Peter Kent, a former anchor for CBC and Global Television, wrote to 29 journalism professors, according to a Canadian Press report, stating, “Given my first-hand experience in newsrooms across Canada over the years, I believe that most Canadian journalists are small-‘l’ liberals”. He added, “It is also clear that Canadian journalism schools tend to be staffed by predominantly liberal professors who, year by year, turn out even greater numbers of liberally conditioned graduates and post-grads.”

The comments are especially surprising given that Kent has been understood to be liberal on social matters in his capacity as a news anchor. It is not clear exactly how Kent defines the terms “liberal” and “conservative”. Some prominent Conservative party MPs are fiscal and political conservatives only and strongly reject traditional social conservative principles.

Speculation on when the next federal election will occur generally points to the spring of 2006, although some have said an election could be called as early as this fall.

“Is there an inherent liberal bias in some of our leading news organizations or, asking the same question another way, is there an inherent anti-conservative bias in some of our leading news organizations?” Kent asked in his letter.

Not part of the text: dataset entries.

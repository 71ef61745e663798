// SPDX-License-Identifier: Apache-2.0

//! Synthesize top-level wrapper and stub modules from an elaborated design
//! hierarchy.
//!
//! The input is an instance tree that has already been elaborated by an
//! external compiler (definition names, directions, widths, and parameter
//! values all resolved) plus a reference list of hierarchical paths to
//! expose. One depth-first pass over the tree populates a hierarchy store
//! and resolves the reference list; a generate phase then emits, per
//! distinct module definition, a `_top` wrapper that surfaces sub-instance
//! ports as deduplicated boundary ports and a black-box stub, along with
//! JSON metadata and a reconciliation status artifact.
//!
//! ```
//! use hierstitch::{DesignNode, IO, Stitcher};
//!
//! let tree = DesignNode::root("$root", vec![DesignNode::instance(
//!     "top",
//!     "Top",
//!     vec![
//!         DesignNode::port("top.clk", IO::Input(None)),
//!         DesignNode::instance(
//!             "top.cpu",
//!             "CpuCore",
//!             vec![DesignNode::port("top.cpu.clk", IO::Input(None))],
//!         ),
//!     ],
//! )]);
//!
//! let mut stitcher = Stitcher::from_reference_str("top.cpu;CpuCore;clk\n").unwrap();
//! stitcher.walk(&tree);
//! let artifacts = stitcher.generate();
//! assert!(artifacts.status.is_success());
//! assert!(artifacts.modules.contains_key("CpuCore"));
//! ```

mod error;
mod facing;
mod hier_path;
mod io;
mod reference;
mod report;
mod state;
mod stitcher;
mod synth;
mod tree;
mod walker;

pub use error::{Error, Result};
pub use hier_path::HierPath;
pub use io::IO;
pub use reference::{ReferenceEntry, ReferenceRegistry, Resolution};
pub use report::{FacingMetadata, FacingNode, ModuleMetadata, PortMetadata, RunStatus};
pub use state::{ChildInst, HierarchyStore, ParameterInfo, PortInfo, ScopeState};
pub use stitcher::{
    Artifacts, DONE_FILE, ERROR_FILE, FACING_DATA_FILE, MODULE_DATA_FILE, ModuleArtifact, Stitcher,
};
pub use tree::DesignNode;
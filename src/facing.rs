// SPDX-License-Identifier: Apache-2.0

use indexmap::IndexMap;
use indexmap::map::Entry;

use crate::state::HierarchyStore;
use crate::HierPath;

/// Canonicalizes facing prefixes for one definition group.
///
/// A definition instantiated at several sites carries the same relative
/// sub-hierarchy shape at each of them. The wrapper must expose one boundary
/// port group per distinct shape, so all child records whose path relative to
/// their site is identical are rewritten to share a single prefix. The first
/// visited site's first child with a given shape keeps its originally
/// assigned prefix; every later occurrence conforms to it.
///
/// Both the code synthesizer and the report emitter read the rewritten
/// prefixes, so the two always agree.
pub(crate) fn canonicalize(store: &mut HierarchyStore, sites: &[HierPath]) {
    let mut canonical: IndexMap<String, String> = IndexMap::new();
    for site in sites {
        let scope = store.scope_mut(site.clone());
        for child in scope.children.iter_mut() {
            let suffix = child.path.relative_to(site).unwrap_or_else(|| {
                panic!("child {} is not below its site {site}", child.path)
            });
            match canonical.entry(suffix.to_string()) {
                Entry::Vacant(entry) => {
                    entry.insert(child.facing_prefix.clone());
                }
                Entry::Occupied(entry) => {
                    child.facing_prefix = entry.get().clone();
                }
            }
        }
    }
}
// SPDX-License-Identifier: Apache-2.0

use crate::{HierPath, IO};

/// One node of the externally elaborated instance tree. The elaborator is
/// responsible for resolving definition names, directions, widths, parameter
/// values, and hierarchical paths before handing the tree over; this crate
/// only reads them.
///
/// The variant set is closed: anything the walker does not care about arrives
/// as a `Scope`, which is recursed into without recording anything.
#[derive(Clone, Debug)]
pub enum DesignNode {
    /// The root of the elaborated tree. Top-level instances are its children.
    Root {
        name: String,
        children: Vec<DesignNode>,
    },
    /// A module instance with a resolved definition name and a unique
    /// hierarchical path.
    Instance {
        name: String,
        def_name: String,
        path: HierPath,
        children: Vec<DesignNode>,
    },
    /// A port declared by the instance whose path encloses this one.
    Port {
        name: String,
        io: IO,
        path: HierPath,
    },
    /// A parameter with its fully resolved value rendered as text.
    Parameter {
        name: String,
        value: String,
        path: HierPath,
    },
    /// Any other elaborated construct (generate blocks, interfaces, ...).
    Scope {
        name: String,
        children: Vec<DesignNode>,
    },
}

impl DesignNode {
    pub fn root(name: impl AsRef<str>, children: Vec<DesignNode>) -> DesignNode {
        DesignNode::Root {
            name: name.as_ref().to_string(),
            children,
        }
    }

    /// Creates an instance node. The instance name is the last segment of
    /// `path`.
    pub fn instance(
        path: impl Into<HierPath>,
        def_name: impl AsRef<str>,
        children: Vec<DesignNode>,
    ) -> DesignNode {
        let path = path.into();
        DesignNode::Instance {
            name: path.leaf().to_string(),
            def_name: def_name.as_ref().to_string(),
            path,
            children,
        }
    }

    /// Creates a port node. The port name is the last segment of `path`; the
    /// owning instance is the parent of `path`.
    pub fn port(path: impl Into<HierPath>, io: IO) -> DesignNode {
        let path = path.into();
        DesignNode::Port {
            name: path.leaf().to_string(),
            io,
            path,
        }
    }

    /// Creates a parameter node. The parameter name is the last segment of
    /// `path`; the owning instance is the parent of `path`.
    pub fn parameter(path: impl Into<HierPath>, value: impl AsRef<str>) -> DesignNode {
        let path = path.into();
        DesignNode::Parameter {
            name: path.leaf().to_string(),
            value: value.as_ref().to_string(),
            path,
        }
    }

    pub fn scope(name: impl AsRef<str>, children: Vec<DesignNode>) -> DesignNode {
        DesignNode::Scope {
            name: name.as_ref().to_string(),
            children,
        }
    }

    /// Returns the children of this node; ports and parameters are leaves.
    pub fn children(&self) -> &[DesignNode] {
        match self {
            DesignNode::Root { children, .. } => children,
            DesignNode::Instance { children, .. } => children,
            DesignNode::Scope { children, .. } => children,
            DesignNode::Port { .. } | DesignNode::Parameter { .. } => &[],
        }
    }
}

Even the liberal-leaning Toronto Sun, in an editorial published this summer, admitted to bias, by comparing the media coverage of conservative Liberal Pat O’Brien’s defection to sit as an independent, to that of Belinda Stronach’s desertion from the Conservatives for a Liberal Party cabinet position.

Stronach’s sudden defection was made out by almost every major news source to be clear evidence of Conservative party leader Stephen Harper’s inability to “appeal to socially moderate voters.” The media managed to ignore Stronach’s obvious motivation (the Cabinet position) and accused Harper of being inept and unable to compromise his conservative beliefs for the unity of the party. The Sun’s editorial quips that the media “laughably made Stronach out to be the intellectual voice of moderate conservatism in Canada. Right.”

Tony Gosgnach corroborated Kent’s claims of media bias in a Special Report covering the last national election. “‘Mainstream’ media outlets and their reporters exhibited a shocking degree of selective, slanted and outright biased coverage throughout the campaign, but never more so than when it came to the so-called hot-button issues of abortion and homosexuality,” Gosgnach wrote. “In fact, if one took the coverage at face value, it would be difficult to discern that these were even contentious and controversial issues at all. Instead, one might easily have thought that the whole country was pro-abortion and pro-homosexual, and that anyone thinking outside that little box was an extremist wingnut of the first order.”

Gosgnach also pointed out the massive discrepancy between the political leanings of journalists when compared to the average citizen: “Around the same time, results of a survey in the U.S. revealed that only seven per cent of national news journalists there considered themselves conservative,” he wrote. “Eighty-eight per cent, on the other hand, believed society should accept homosexuality. One suspects the situation is not any better – and is likely worse – in Canada.”

Gosgnach concluded his report with the advice that “Canadians need to – with apologies for stealing the Conservative campaign slogan –“demand better” from their news media. The era when reporters acted as lackeys for abortionists, homosexual activists, feminists, liberals and other assorted narrow interests should be long past. That it still isn’t is a troubling situation that needs to be dealt with immediately, before another election campaign comes upon us.”

Gosgnach added how important it is for those concerned to “Write letters, send e-mails, support alternative media, yell, scream, jump up and down and do whatever you have to do to demand better and fairer coverage from our well-paid and monopolizing mainstream media. The future of our country – not to mention generations of unborn Canadians and families – depends on it.”